Panorama of Adelaide, 1865. Photographer: Townsend Duryea. Courtesy of the State Library of South Australia, SLSA: B5099
The Duryea Panorama is a series of photographs providing a birds-eye view of colonial Adelaide. Townsend Duryea took this circular view of the city in late 1865. His pictures, fifteen in all, were taken from the scaffolding around the newly completed tower of the Adelaide Town Hall. He began in the morning, facing north, and worked his way around the tower in an anti-clockwise direction to avoid the sun shining into his camera lens.

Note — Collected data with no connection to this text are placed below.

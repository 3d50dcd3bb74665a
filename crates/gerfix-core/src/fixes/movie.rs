//! Movie-playback detection.
//!
//! The game never touches its movie files directly; a scripting layer
//! hands them to DirectShow, which streams them chunk by chunk through the
//! system file-read primitive. Detouring that primitive is the one
//! reliable place to see playback start and stop: while a movie streams,
//! the reads are movie-file reads, and the moment they switch back to
//! archive reads the movie is over.
//!
//! The detour is a pure observation point. It derives a path from the
//! handle argument, updates the shared flag, and delegates to the original
//! with every argument unchanged.

use std::path::Path;

use crate::config::FixConfig;
use crate::runtime::FixRuntime;

/// Movie files shipped with the game.
const MOVIE_EXTENSION: &str = "wmv";

/// Handle translation yields `\\?\`-prefixed paths; strip the volume
/// decoration before looking at the extension.
fn strip_volume_prefix(path: &str) -> &str {
    path.strip_prefix(r"\\?\").unwrap_or(path)
}

/// Whether a resolved read path is a movie being streamed.
fn is_movie_path(path: &str) -> bool {
    Path::new(strip_volume_prefix(path))
        .extension()
        .is_some_and(|ext| ext == MOVIE_EXTENSION)
}

/// Record one observed read path on the shared flag.
///
/// Classification happens on every translated read, so the first
/// non-movie read after playback clears the flag again. Reads whose
/// handle cannot be translated never reach this point; an indeterminate
/// read must not count as "movie stopped".
pub fn observe_read_path(runtime: &FixRuntime, path: &str) {
    runtime.set_movie_playing(is_movie_path(path));
}

pub struct MovieFix;

impl MovieFix {
    /// Movie detection rides the master switch; it has no signature of its
    /// own and only wires up the file-read observation point the
    /// resolution fix depends on.
    pub fn enabled(config: &FixConfig) -> bool {
        config.master_enable
    }

    /// Install the observation detour. Must run before the resolution fix
    /// starts reading the movie flag.
    #[cfg(all(target_os = "windows", target_arch = "x86"))]
    pub fn install(runtime: std::sync::Arc<FixRuntime>) -> crate::error::Result<()> {
        detour::install(runtime)
    }
}

#[cfg(all(target_os = "windows", target_arch = "x86"))]
mod detour {
    use std::ffi::c_void;
    use std::sync::{Arc, OnceLock};

    use windows::Win32::Foundation::{BOOL, HANDLE, MAX_PATH};
    use windows::Win32::Storage::FileSystem::{FILE_NAME_NORMALIZED, GetFinalPathNameByHandleA};
    use windows::Win32::System::IO::OVERLAPPED;

    use crate::error::{Error, Result};
    use crate::hook::ApiHook;
    use crate::runtime::FixRuntime;

    pub const TARGET_MODULE: &str = "KernelBase.dll";
    pub const TARGET_SYMBOL: &str = "ReadFile";

    /// ReadFile's raw ABI; the detour forwards every argument untouched.
    type ReadFileFn =
        unsafe extern "system" fn(HANDLE, *mut c_void, u32, *mut u32, *mut OVERLAPPED) -> BOOL;

    struct ReadFileState {
        runtime: Arc<FixRuntime>,
        original: ReadFileFn,
        hook: ApiHook,
    }

    /// The detour has no closure environment; its state is parked here
    /// before the hook is enabled and is read-only afterwards.
    static STATE: OnceLock<ReadFileState> = OnceLock::new();

    pub fn install(runtime: Arc<FixRuntime>) -> Result<()> {
        let hook = ApiHook::create(TARGET_MODULE, TARGET_SYMBOL, read_file_detour as *mut c_void)?;

        // SAFETY: the trampoline reaches the original ReadFile prologue
        // and matches its ABI.
        let original: ReadFileFn = unsafe { std::mem::transmute(hook.trampoline()) };

        let target = hook.target() as usize;
        if STATE
            .set(ReadFileState {
                runtime,
                original,
                hook,
            })
            .is_err()
        {
            return Err(Error::AlreadyHooked { address: target });
        }

        // Enabled strictly after the state is parked, so a call arriving
        // on another thread always finds it.
        STATE.get().expect("state parked above").hook.enable()
    }

    unsafe extern "system" fn read_file_detour(
        hfile: HANDLE,
        lpbuffer: *mut c_void,
        bytes_to_read: u32,
        bytes_read: *mut u32,
        overlapped: *mut OVERLAPPED,
    ) -> BOOL {
        let state = STATE.get().expect("detour enabled before state was parked");

        let mut name_buf = [0u8; MAX_PATH as usize];
        // SAFETY: querying the path of the handle the host is reading
        // from; the buffer lives on this stack frame.
        let len =
            unsafe { GetFinalPathNameByHandleA(hfile, &mut name_buf, FILE_NAME_NORMALIZED) }
                as usize;
        if len > 0 && len < name_buf.len() {
            let path = String::from_utf8_lossy(&name_buf[..len]);
            super::observe_read_path(&state.runtime, &path);
        }

        // SAFETY: forwarding the untouched arguments to the original.
        unsafe { (state.original)(hfile, lpbuffer, bytes_to_read, bytes_read, overlapped) }
    }
}

#[cfg(test)]
mod tests {
    use super::*;
    use crate::config::DisplayMetrics;

    fn runtime() -> FixRuntime {
        FixRuntime::new(DisplayMetrics::derive(3440, 1440))
    }

    #[test]
    fn test_movie_paths_are_classified_by_extension() {
        assert!(is_movie_path(r"D:\game\data\GameData\movie\op.wmv"));
        assert!(is_movie_path(r"\\?\D:\game\data\GameData\movie\op.wmv"));
        assert!(!is_movie_path(r"D:\game\data\pack0.qpck"));
        assert!(!is_movie_path(r"D:\game\data\GameData\movie\readme"));
        // The game's own comparison is exact, so case matters.
        assert!(!is_movie_path(r"D:\game\data\GameData\movie\OP.WMV"));
        // A directory named like a movie is still a movie path as far as
        // the extension check goes; only real read handles get here.
        assert!(is_movie_path(r"op.wmv"));
    }

    #[test]
    fn test_volume_prefix_is_stripped() {
        assert_eq!(strip_volume_prefix(r"\\?\C:\a\b.wmv"), r"C:\a\b.wmv");
        assert_eq!(strip_volume_prefix(r"C:\a\b.wmv"), r"C:\a\b.wmv");
    }

    #[test]
    fn test_observed_reads_drive_the_flag() {
        let runtime = runtime();

        observe_read_path(&runtime, r"\\?\D:\game\data\GameData\movie\op.wmv");
        assert!(runtime.movie_playing());

        observe_read_path(&runtime, r"\\?\D:\game\data\GameData\movie\op.wmv");
        assert!(runtime.movie_playing());

        observe_read_path(&runtime, r"D:\game\data\pack0.qpck");
        assert!(!runtime.movie_playing());
    }

    #[test]
    fn test_untranslatable_reads_leave_the_flag_alone() {
        // The detour only calls observe_read_path on successful handle
        // translation, so an unresolvable read changes nothing.
        let runtime = runtime();
        observe_read_path(&runtime, r"D:\game\data\GameData\movie\op.wmv");
        assert!(runtime.movie_playing());
        // (no observation here)
        assert!(runtime.movie_playing());
    }
}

The panorama was photographed using the wet-plate process, which replaced the daguerreotype. The wet-plate process required a portable darkroom for any outdoor photography because if the plate dried between exposure and development, it was ruined. Duryea must have taken his darkroom with him up the Town Hall tower so that he could develop each picture as soon as it was exposed.
Townsend Duryea was born in Long Island, New York in 1823. He was trained as a mining engineer, then took up photography. He left the United States for Melbourne in 1852 and three years later moved to Adelaide where he soon became the colony's leading photographer.
When Queen Victoria's son Alfred, Duke of Edinburgh, visited Adelaide in 1867, he chose Duryea to be his official photographer. Duryea's studio was on the corner of Grenfell and King William Streets. In 1875 a spectacular fire destroyed both the studio and Duryea’s entire collection of 50,000 glass plate negatives. He gave up professional photography and moved to the Riverina in NSW, where he farmed until he died in 1888.